● How to complete this task
Copy out each line of the data that holds the word "distance".

Stored items:
········

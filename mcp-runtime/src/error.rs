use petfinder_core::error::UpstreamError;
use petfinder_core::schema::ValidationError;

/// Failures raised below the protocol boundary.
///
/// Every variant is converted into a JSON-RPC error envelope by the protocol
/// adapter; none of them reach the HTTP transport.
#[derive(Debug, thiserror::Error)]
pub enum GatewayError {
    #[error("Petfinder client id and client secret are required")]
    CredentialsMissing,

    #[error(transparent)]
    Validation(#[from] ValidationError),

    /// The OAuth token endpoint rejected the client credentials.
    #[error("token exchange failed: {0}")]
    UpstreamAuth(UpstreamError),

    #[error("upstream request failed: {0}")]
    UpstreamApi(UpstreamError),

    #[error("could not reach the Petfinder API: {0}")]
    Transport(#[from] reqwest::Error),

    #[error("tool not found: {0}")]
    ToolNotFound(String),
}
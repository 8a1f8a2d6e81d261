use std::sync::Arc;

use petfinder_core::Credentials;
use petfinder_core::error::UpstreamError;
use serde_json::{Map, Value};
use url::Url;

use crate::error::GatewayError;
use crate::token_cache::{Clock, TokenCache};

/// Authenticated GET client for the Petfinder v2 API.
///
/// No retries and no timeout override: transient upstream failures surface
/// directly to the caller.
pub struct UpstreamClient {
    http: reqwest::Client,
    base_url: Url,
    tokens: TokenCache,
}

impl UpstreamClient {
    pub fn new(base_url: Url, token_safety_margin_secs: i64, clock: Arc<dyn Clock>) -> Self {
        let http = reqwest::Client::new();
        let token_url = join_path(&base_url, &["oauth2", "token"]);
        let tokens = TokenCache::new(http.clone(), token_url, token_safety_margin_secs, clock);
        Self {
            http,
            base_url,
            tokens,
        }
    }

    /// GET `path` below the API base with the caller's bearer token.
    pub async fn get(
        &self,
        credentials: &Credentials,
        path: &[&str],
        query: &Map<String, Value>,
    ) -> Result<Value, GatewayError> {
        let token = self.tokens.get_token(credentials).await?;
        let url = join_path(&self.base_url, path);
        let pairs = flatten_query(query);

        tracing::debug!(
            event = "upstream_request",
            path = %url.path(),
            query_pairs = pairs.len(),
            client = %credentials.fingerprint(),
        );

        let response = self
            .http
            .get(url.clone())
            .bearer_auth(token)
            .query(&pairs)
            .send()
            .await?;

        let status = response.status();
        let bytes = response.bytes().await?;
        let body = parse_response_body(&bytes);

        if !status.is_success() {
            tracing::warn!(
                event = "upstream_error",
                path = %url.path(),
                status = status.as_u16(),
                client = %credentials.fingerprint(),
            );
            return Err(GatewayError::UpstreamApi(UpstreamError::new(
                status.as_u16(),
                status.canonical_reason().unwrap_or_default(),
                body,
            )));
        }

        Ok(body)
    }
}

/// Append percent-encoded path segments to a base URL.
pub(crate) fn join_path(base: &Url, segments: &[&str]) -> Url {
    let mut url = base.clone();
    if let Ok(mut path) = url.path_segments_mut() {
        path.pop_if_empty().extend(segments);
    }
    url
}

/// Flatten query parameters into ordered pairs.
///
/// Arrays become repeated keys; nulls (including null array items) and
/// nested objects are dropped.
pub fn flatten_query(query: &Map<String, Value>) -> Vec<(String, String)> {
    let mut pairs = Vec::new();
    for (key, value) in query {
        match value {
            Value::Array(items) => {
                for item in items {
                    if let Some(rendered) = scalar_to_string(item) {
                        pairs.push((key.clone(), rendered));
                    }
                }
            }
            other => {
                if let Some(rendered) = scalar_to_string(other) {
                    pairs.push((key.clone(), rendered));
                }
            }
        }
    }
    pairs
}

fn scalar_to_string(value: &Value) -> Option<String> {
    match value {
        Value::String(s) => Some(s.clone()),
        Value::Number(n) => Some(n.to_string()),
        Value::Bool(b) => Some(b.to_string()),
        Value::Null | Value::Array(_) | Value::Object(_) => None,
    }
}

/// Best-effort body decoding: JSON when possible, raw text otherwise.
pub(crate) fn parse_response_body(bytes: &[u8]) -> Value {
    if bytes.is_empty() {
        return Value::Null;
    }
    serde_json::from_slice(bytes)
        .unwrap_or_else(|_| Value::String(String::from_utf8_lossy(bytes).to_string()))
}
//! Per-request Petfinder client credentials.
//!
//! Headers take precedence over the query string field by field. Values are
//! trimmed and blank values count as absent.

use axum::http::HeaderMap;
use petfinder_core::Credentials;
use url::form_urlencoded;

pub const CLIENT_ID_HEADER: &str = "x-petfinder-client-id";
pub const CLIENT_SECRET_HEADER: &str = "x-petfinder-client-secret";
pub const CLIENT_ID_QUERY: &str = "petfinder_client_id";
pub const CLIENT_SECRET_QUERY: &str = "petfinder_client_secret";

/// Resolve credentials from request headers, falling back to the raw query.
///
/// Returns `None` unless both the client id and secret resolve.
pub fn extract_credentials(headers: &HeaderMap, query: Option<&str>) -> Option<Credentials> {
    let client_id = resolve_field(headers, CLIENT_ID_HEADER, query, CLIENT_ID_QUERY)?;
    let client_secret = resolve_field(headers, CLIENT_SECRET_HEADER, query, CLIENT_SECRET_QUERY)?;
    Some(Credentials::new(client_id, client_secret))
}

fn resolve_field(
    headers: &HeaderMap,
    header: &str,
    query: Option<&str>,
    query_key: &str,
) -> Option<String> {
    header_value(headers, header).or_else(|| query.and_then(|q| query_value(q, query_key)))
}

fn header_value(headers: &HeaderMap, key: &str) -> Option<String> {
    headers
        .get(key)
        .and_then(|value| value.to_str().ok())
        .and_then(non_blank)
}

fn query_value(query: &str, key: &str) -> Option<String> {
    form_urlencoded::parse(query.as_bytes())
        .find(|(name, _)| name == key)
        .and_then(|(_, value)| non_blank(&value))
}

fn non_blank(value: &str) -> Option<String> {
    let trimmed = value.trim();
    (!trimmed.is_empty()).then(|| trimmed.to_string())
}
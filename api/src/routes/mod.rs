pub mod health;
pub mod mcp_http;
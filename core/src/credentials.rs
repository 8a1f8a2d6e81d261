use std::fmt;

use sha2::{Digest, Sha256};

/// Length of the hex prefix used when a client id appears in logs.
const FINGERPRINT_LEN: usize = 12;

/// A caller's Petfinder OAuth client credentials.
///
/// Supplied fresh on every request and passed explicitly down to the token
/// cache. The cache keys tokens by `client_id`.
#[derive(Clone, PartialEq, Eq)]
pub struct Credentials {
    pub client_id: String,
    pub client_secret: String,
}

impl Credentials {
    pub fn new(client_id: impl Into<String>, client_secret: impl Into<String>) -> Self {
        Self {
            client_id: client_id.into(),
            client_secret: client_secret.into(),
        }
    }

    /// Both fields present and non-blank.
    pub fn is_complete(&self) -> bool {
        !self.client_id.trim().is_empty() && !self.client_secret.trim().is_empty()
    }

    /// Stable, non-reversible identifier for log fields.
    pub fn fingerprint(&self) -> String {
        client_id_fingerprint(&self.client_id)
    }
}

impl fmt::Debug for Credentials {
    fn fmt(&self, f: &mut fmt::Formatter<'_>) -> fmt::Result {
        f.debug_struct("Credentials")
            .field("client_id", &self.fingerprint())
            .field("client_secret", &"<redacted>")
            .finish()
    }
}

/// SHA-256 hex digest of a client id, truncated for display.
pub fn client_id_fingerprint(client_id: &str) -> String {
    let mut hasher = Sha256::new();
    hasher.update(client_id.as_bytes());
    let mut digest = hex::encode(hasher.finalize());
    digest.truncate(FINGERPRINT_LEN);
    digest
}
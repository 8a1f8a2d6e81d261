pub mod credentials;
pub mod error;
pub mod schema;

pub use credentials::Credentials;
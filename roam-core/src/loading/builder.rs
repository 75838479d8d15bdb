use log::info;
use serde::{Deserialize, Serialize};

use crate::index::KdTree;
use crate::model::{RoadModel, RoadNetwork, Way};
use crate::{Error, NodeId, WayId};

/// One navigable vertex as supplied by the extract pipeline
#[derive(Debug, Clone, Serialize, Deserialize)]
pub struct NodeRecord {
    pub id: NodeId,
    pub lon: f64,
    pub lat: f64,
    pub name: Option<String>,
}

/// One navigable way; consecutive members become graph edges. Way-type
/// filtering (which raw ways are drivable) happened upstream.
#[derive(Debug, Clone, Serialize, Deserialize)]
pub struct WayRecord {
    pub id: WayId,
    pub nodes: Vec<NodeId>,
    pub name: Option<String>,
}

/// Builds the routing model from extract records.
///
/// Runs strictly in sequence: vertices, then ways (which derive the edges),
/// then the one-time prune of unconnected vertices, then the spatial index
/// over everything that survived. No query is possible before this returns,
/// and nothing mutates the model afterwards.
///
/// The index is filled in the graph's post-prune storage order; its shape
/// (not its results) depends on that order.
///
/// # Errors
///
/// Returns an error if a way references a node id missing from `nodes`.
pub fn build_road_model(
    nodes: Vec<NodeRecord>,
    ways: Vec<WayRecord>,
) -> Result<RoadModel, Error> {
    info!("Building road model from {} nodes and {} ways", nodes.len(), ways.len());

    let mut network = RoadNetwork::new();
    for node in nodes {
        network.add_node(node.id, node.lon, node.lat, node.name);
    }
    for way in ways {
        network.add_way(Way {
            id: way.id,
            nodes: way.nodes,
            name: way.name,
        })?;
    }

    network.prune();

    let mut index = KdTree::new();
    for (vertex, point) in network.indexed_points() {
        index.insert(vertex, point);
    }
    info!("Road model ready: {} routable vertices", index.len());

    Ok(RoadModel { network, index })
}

········

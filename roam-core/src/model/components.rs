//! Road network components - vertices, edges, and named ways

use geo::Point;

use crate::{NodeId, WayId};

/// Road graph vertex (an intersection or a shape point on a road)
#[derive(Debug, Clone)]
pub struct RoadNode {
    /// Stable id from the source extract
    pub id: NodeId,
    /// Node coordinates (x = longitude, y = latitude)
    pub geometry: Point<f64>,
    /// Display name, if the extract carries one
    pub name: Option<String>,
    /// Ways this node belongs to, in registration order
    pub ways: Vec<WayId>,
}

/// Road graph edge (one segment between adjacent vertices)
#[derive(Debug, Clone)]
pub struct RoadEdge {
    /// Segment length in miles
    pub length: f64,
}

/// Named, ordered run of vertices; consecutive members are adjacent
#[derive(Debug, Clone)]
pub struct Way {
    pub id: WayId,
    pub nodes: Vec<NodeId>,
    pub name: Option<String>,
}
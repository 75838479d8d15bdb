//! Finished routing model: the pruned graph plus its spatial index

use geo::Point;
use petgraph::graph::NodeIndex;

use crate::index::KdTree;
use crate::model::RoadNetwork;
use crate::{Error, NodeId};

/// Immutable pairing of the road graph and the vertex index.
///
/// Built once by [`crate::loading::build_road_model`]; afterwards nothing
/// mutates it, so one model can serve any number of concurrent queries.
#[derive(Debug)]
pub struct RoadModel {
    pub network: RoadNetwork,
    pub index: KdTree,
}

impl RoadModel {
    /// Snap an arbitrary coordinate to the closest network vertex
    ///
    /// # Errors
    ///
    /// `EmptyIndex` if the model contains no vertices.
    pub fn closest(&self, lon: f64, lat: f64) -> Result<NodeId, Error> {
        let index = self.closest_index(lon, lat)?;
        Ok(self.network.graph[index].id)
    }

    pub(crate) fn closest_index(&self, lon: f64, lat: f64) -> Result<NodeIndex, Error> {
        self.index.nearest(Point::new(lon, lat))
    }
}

········

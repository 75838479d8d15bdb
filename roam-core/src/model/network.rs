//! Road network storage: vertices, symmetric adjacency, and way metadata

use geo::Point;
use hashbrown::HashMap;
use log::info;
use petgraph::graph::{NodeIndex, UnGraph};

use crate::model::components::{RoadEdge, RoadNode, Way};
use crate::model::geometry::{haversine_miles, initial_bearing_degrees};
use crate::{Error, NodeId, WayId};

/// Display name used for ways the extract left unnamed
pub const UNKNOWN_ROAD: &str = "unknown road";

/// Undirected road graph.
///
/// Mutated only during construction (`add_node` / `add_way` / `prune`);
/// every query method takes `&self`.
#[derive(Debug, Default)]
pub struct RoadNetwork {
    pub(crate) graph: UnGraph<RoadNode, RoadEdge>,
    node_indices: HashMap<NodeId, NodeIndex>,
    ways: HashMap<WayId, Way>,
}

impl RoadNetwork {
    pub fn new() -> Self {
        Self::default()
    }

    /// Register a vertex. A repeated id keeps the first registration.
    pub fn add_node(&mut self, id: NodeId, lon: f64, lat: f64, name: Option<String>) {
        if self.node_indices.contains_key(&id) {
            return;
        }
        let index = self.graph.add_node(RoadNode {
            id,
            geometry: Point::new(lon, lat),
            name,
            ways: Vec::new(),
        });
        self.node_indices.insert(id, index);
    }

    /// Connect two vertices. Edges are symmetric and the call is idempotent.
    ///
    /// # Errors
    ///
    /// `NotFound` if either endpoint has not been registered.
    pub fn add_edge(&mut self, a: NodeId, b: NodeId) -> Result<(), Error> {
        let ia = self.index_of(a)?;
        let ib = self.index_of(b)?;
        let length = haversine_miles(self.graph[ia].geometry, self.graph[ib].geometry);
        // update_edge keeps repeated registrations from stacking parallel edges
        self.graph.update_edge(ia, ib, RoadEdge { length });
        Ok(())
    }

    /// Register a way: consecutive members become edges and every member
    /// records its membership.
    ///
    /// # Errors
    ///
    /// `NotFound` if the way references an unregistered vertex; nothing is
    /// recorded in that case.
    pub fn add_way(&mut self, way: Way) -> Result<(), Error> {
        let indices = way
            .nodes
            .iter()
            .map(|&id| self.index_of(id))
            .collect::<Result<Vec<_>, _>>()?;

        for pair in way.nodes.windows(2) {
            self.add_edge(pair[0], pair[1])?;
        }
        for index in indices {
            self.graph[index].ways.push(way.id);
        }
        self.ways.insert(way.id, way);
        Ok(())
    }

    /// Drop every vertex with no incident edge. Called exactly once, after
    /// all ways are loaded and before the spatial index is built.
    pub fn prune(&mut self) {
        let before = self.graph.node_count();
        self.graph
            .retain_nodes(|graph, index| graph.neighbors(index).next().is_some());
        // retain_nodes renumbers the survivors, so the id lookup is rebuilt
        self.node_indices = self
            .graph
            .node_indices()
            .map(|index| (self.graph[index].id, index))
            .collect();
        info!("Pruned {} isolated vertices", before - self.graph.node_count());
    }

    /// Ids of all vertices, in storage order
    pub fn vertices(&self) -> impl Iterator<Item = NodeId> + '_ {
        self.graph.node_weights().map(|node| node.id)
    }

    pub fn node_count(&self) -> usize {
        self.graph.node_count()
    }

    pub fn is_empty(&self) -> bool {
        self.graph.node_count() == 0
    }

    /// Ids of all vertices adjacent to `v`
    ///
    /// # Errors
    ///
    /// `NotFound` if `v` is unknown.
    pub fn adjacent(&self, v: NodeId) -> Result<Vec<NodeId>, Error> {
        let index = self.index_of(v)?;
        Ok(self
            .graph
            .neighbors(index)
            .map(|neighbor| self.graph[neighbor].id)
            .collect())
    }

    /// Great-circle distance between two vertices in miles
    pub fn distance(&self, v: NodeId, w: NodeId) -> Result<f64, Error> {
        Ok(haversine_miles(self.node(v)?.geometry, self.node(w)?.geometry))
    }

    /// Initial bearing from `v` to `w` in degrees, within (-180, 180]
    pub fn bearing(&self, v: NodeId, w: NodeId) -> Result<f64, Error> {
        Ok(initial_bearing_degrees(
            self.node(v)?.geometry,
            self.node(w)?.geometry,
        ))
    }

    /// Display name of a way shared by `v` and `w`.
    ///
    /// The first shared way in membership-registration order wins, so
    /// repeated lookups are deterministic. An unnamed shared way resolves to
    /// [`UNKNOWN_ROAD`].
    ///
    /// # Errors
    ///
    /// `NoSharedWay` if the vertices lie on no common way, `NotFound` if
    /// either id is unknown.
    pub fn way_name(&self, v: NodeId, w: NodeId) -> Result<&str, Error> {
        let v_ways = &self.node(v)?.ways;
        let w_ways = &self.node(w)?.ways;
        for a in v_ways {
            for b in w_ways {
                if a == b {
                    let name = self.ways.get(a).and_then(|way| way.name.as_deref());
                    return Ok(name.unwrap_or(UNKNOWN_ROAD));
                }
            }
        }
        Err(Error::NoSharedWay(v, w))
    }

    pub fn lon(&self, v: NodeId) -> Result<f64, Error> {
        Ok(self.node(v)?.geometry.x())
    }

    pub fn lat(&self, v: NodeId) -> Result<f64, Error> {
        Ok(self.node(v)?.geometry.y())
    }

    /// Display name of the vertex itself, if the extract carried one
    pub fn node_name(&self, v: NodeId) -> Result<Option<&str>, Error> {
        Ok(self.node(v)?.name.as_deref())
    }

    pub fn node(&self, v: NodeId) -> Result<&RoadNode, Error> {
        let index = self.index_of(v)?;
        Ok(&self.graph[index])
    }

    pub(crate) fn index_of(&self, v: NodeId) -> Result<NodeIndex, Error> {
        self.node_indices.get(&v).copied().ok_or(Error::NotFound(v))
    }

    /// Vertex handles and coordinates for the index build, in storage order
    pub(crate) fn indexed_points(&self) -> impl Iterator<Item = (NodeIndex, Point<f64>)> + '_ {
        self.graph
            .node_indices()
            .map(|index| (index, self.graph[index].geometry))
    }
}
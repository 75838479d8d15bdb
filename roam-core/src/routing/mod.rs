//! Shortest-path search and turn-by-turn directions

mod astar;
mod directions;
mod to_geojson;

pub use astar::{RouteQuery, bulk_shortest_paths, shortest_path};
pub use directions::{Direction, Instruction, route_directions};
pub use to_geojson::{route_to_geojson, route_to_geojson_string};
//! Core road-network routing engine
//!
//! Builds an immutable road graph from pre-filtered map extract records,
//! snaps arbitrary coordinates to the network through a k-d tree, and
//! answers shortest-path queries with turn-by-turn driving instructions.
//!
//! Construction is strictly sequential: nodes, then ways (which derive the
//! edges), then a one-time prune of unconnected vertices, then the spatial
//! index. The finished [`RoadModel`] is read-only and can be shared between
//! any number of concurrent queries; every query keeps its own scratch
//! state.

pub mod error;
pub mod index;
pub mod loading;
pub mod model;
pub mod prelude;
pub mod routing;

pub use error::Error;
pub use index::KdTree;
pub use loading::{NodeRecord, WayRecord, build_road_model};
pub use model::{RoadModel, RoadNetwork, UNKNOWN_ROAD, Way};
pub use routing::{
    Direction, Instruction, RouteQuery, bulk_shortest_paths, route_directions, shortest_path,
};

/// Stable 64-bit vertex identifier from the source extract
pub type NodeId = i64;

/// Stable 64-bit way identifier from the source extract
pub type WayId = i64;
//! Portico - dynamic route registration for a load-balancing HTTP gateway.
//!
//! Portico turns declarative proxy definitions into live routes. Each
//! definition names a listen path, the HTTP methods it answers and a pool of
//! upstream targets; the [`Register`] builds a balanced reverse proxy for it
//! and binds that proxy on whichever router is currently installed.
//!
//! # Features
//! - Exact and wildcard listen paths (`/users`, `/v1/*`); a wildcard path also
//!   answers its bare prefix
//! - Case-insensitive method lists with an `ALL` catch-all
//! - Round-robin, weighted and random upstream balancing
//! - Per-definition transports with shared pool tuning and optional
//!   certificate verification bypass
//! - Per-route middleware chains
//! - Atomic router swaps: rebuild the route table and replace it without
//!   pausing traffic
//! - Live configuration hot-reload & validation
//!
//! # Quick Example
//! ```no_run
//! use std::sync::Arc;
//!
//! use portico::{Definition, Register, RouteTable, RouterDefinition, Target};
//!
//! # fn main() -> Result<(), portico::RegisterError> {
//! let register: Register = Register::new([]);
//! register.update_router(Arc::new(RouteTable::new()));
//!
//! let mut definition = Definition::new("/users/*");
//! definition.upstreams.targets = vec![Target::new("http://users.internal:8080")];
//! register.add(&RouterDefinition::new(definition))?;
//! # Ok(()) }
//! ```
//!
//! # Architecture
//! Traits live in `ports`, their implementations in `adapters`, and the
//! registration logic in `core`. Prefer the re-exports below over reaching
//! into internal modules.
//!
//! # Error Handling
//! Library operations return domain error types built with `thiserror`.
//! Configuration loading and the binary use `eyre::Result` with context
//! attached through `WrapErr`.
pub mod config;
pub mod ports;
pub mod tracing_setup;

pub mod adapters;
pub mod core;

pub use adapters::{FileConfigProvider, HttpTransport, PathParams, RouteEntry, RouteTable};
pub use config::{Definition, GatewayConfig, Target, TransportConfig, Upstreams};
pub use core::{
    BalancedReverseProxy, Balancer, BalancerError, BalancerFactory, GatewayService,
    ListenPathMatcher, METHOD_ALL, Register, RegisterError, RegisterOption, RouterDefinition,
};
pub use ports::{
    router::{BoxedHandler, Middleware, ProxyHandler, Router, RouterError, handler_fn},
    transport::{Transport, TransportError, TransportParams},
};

········

● Written solution
    /// Great-circle distance between two vertices in miles
    pub fn distance(&self, v: NodeId, w: NodeId) -> Result<f64, Error> {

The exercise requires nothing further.